Whenever we head to a fishery that’s exclusively smallmouth, like this week’s Bassmaster Elite Series event, we talk about removing all the largemouth tackle from our boats. Well, I want to tell you about some of the things I’ve added to my boat for the tournament on St. Clair.

Bait selection is pretty simple and I’ve talked about that before — it’s basically the same stuff I’ve always used up here. But my additions for St. Clair are things that’ll help me handle the operational side of this fishery.

1. Butt Seat: Throughout the year, I never fish with this, but when you’re dealing with big waves, you need something to lean against; not necessarily sitting down, but just something to bear your weight and prevent you from falling down or falling out.

2. Extra Bilge Pump: I have two in my boat, but for this event, I carry an extra one that wires up for use in the cockpit. This is just a safety precaution to make sure I never have a problem getting water out of the boat if I take a big wave over the bow. 

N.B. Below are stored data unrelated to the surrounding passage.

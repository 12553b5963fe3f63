//! Session builder.
//!
//! Responsibilities:
//! - Read the hostname and credential from an injected [`ConfigProvider`].
//! - Produce a [`Session`]: base URL, fixed JSON content type, and either the
//!   `z-api-key` header or basic-auth credentials.
//! - Stamp every outgoing request with the session's headers and auth.
//!
//! Does NOT handle:
//! - Router envelopes or response decoding (see [`crate::endpoints`]).
//! - Retries or connection reuse across operations.
//!
//! Invariants:
//! - `Content-type: application/json; charset=utf-8` is always present.
//! - `z-api-key` is only set in API key mode and is marked sensitive.
//! - Basic auth is only set in username/password mode.

use reqwest::header::{CONTENT_TYPE, HeaderMap, HeaderName, HeaderValue};
use reqwest::{Client, Method, RequestBuilder, redirect};
use secrecy::{ExposeSecret, SecretString};
use std::time::Duration;
use zenoss_config::constants::{DEFAULT_MAX_REDIRECTS, DEFAULT_TIMEOUT_SECS, KEY_HOSTNAME};
use zenoss_config::{ConfigError, ConfigProvider, Credential, base_url_from_hostname};

use crate::error::{ClientError, Result};
use crate::tracing::inject_trace_context;

/// Content type sent with every request.
pub const CONTENT_TYPE_JSON: &str = "application/json; charset=utf-8";

/// Header carrying the API key.
pub const API_KEY_HEADER: &str = "z-api-key";

/// Options applied to every session a client builds.
#[derive(Debug, Clone)]
pub struct SessionOptions {
    pub timeout: Duration,
}

impl Default for SessionOptions {
    fn default() -> Self {
        Self {
            timeout: Duration::from_secs(DEFAULT_TIMEOUT_SECS),
        }
    }
}

/// An authenticated HTTP session against one Zenoss instance.
#[derive(Debug)]
pub struct Session {
    http: Client,
    base_url: String,
    headers: HeaderMap,
    basic_auth: Option<(String, SecretString)>,
}

impl Session {
    /// Build a session from the values in `provider`.
    ///
    /// # Errors
    ///
    /// - [`ConfigError::MissingHostname`] / [`ConfigError::InvalidHostname`] for a bad hostname.
    /// - [`ConfigError::MissingCredentials`] when neither auth mode is configured.
    /// - [`ClientError::InvalidHeader`] when the API key is not a valid header value.
    pub fn from_provider(provider: &dyn ConfigProvider, options: &SessionOptions) -> Result<Self> {
        let hostname = provider
            .option(KEY_HOSTNAME)
            .ok_or(ConfigError::MissingHostname)?;
        let base_url = base_url_from_hostname(&hostname)?;
        let credential = Credential::from_provider(provider)?;

        let mut headers = HeaderMap::new();
        headers.insert(CONTENT_TYPE, HeaderValue::from_static(CONTENT_TYPE_JSON));

        let basic_auth = match credential {
            Credential::ApiKey(api_key) => {
                let mut value = HeaderValue::from_str(api_key.expose_secret())
                    .map_err(|_| ClientError::InvalidHeader(API_KEY_HEADER))?;
                value.set_sensitive(true);
                headers.insert(HeaderName::from_static(API_KEY_HEADER), value);
                None
            }
            Credential::UserPass { username, password } => Some((username, password)),
        };

        let http = Client::builder()
            .timeout(options.timeout)
            .redirect(redirect::Policy::limited(DEFAULT_MAX_REDIRECTS))
            .build()?;

        tracing::debug!(
            base_url = %base_url,
            api_key = basic_auth.is_none(),
            "Built Zenoss session"
        );

        Ok(Self {
            http,
            base_url,
            headers,
            basic_auth,
        })
    }

    /// Base URL requests are resolved against, without a trailing slash.
    pub fn base_url(&self) -> &str {
        &self.base_url
    }

    /// Headers attached to every request.
    pub fn headers(&self) -> &HeaderMap {
        &self.headers
    }

    /// Basic-auth pair, present only in username/password mode.
    pub fn basic_auth(&self) -> Option<(&str, &SecretString)> {
        self.basic_auth
            .as_ref()
            .map(|(username, password)| (username.as_str(), password))
    }

    /// Whether this session authenticates with the `z-api-key` header.
    pub fn uses_api_key(&self) -> bool {
        self.headers.contains_key(API_KEY_HEADER)
    }

    /// Absolute URL for `path` (which must start with `/`).
    pub fn url(&self, path: &str) -> String {
        format!("{}{}", self.base_url, path)
    }

    /// Start a request carrying the session headers, auth and trace context.
    pub(crate) fn request(&self, method: Method, url: &str) -> RequestBuilder {
        let mut builder = self.http.request(method, url).headers(self.headers.clone());
        if let Some((username, password)) = &self.basic_auth {
            builder = builder.basic_auth(username, Some(password.expose_secret()));
        }
        inject_trace_context(builder)
    }
}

3. 4-Blade Prop: The advantages in slick water are better hole shot and bow lift, but in the big water, it’s about your ability to get on top of the waves and react quickly. The longer it takes you to get up, the more water you’re going to have coming over the side. 

When you’re in those waves, the way that 4-blade prop reacts quicker to your throttle movement, it lets you drive with better control. When you see those waves coming, you’re anticipating whether you need to speed up or slow down to get the spacing right without getting wet.

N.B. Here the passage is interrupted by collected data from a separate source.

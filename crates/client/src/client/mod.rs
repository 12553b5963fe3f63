//! Zenoss API client.
//!
//! [`ZenossClient`] holds an injected [`ConfigProvider`] and builds a fresh
//! [`Session`] for every operation, so configuration changes made through the
//! provider are picked up by the next call.
//!
//! # Submodules
//! - [`builder`]: Client construction
//! - `devices`: Device lookup and mutation methods
//!
//! # What this module does NOT handle:
//! - Header and auth selection (see [`crate::session`])
//! - Envelope encoding and response decoding (see [`crate::endpoints`])

pub mod builder;
mod devices;

use reqwest::Method;
use serde_json::Value;
use std::fmt;
use std::sync::Arc;
use zenoss_config::ConfigProvider;

use crate::endpoints::{self, Router};
use crate::error::Result;
use crate::metrics::MetricsCollector;
use crate::session::{Session, SessionOptions};

/// Zenoss JSON API client.
///
/// # Creating a Client
///
/// ```rust,ignore
/// use std::collections::HashMap;
/// use zenoss_client::ZenossClient;
///
/// let mut config = HashMap::new();
/// config.insert("hostname".to_string(), "zenoss.example.com".to_string());
/// config.insert("api_key".to_string(), "FFFFFFFF".to_string());
///
/// let client = ZenossClient::builder().provider(config).build()?;
/// let device = client.find_device("web01").await?;
/// ```
#[derive(Clone)]
pub struct ZenossClient {
    pub(crate) provider: Arc<dyn ConfigProvider>,
    pub(crate) options: SessionOptions,
    pub(crate) metrics: Option<MetricsCollector>,
}

impl fmt::Debug for ZenossClient {
    fn fmt(&self, f: &mut fmt::Formatter<'_>) -> fmt::Result {
        f.debug_struct("ZenossClient")
            .field("options", &self.options)
            .field("metrics", &self.metrics)
            .finish_non_exhaustive()
    }
}

impl ZenossClient {
    /// Create a new client builder.
    pub fn builder() -> builder::ZenossClientBuilder {
        builder::ZenossClientBuilder::new()
    }

    /// Create a client with default options reading from `provider`.
    pub fn new(provider: Arc<dyn ConfigProvider>) -> Self {
        Self {
            provider,
            options: SessionOptions::default(),
            metrics: None,
        }
    }

    /// Build a session from the current provider values.
    pub fn session(&self) -> Result<Session> {
        Session::from_provider(self.provider.as_ref(), &self.options)
    }

    /// Session options applied to each call.
    pub fn options(&self) -> &SessionOptions {
        &self.options
    }

    /// Call an arbitrary router method and return its `result`.
    pub async fn router_request(
        &self,
        http_method: Method,
        router: Router,
        method: &str,
        data: Value,
    ) -> Result<Value> {
        let session = self.session()?;
        endpoints::router_request(
            &session,
            http_method,
            router,
            method,
            data,
            self.metrics.as_ref(),
        )
        .await
    }
}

I’ve run the new Fury 4-blade prop all year, because we’ve been on a lot of rough water this year. At first, I wasn’t really convinced about the advantages other anglers were claiming, but once I started using this prop, my boat’s performance in rough water was like night and day. Now, it would be really hard for me to go to big water and get around like I need to. 

4. Power-Pole Drift Paddles: These are important for controlled presentations. A mile and a half an hour is about the maximum speed you want for a drift, but a mile an hour is where I want to be when I’m looking. Without Power-Poles, you’re going to drift 3-3.5 mph in those big waves but with them, you can drop down to 2, maybe 1.7 mph. With the Drift Paddles, you can get down below 1 mph.

Here’s a tip that’ll help you make the most of your opportunities: Most people like to drift with the waves, but I like to drift crossways. If I was going with the waves and I pass over a fish on my trolling motor, he’s under the boat and then he’s under my engine. So, if I see one, he’s underneath the boat.

I don’t like that, so I want to drift at an angle or sideways. That way, if I go over a fish it lets me fish in open water. I do that by using one Power-Pole Drift Paddle, which makes the boat turn so I drift sideways and anything under the trolling motor is fresh.

I’m hoping that all of these advantages will come together and help me dial in some key areas that I can leverage during the tournament. The good thing is I can fish a lot more relaxed because I have my Classic spot secured. Of course I want to do well in this event so I can advance as high as possible in the Toyota Bassmaster Angler of the Year standings, and if the opportunity arises, I definitely want to put myself in position to take over the lead.

I’ll have to see how it all unfolds on St. Clair, but you can bet I’ve done all I can do to give myself the right tools to get the job done.